**DIRECTIONS:** Your answer is the line containing "pub fn parse_variant(content: &str, format: DocumentFormat)" plus every line after it to the end of the data below, transcribed exactly and with nothing else.

**EXCERPTED DATA:**
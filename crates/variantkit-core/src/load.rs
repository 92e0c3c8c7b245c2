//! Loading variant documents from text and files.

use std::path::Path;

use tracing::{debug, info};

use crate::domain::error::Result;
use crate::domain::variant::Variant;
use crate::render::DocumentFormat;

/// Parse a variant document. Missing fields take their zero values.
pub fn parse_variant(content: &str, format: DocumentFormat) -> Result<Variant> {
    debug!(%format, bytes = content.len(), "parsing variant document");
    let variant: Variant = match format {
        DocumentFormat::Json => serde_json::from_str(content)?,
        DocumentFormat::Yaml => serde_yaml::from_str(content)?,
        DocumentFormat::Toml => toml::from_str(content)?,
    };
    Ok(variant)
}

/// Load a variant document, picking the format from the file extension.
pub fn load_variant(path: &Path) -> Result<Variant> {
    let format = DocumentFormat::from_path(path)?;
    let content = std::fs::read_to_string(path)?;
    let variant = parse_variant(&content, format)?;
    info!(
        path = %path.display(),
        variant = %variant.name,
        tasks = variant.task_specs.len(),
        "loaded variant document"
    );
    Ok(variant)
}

**ANSWER AREA:**
pub fn parse_variant(content: &str, format: DocumentFormat) -> Result<Variant> {
    debug!(%format, bytes = content.len(), "parsing variant document");
    let variant: Variant = match format {
        DocumentFormat::Json => serde_json::from_str(content)?,
        DocumentFormat::Yaml => serde_yaml::from_str(content)?,
        DocumentFormat::Toml => toml::from_str(content)?,
    };
    Ok(variant)
}

/// Load a variant document, picking the format from the file extension.
pub fn load_variant(path: &Path) -> Result<Variant> {
    let format = DocumentFormat::from_path(path)?;
    let content = std::fs::read_to_string(path)?;
    let variant = parse_variant(&content, format)?;
    info!(
        path = %path.display(),
        variant = %variant.name,
        tasks = variant.task_specs.len(),
        "loaded variant document"
    );
    Ok(variant)
}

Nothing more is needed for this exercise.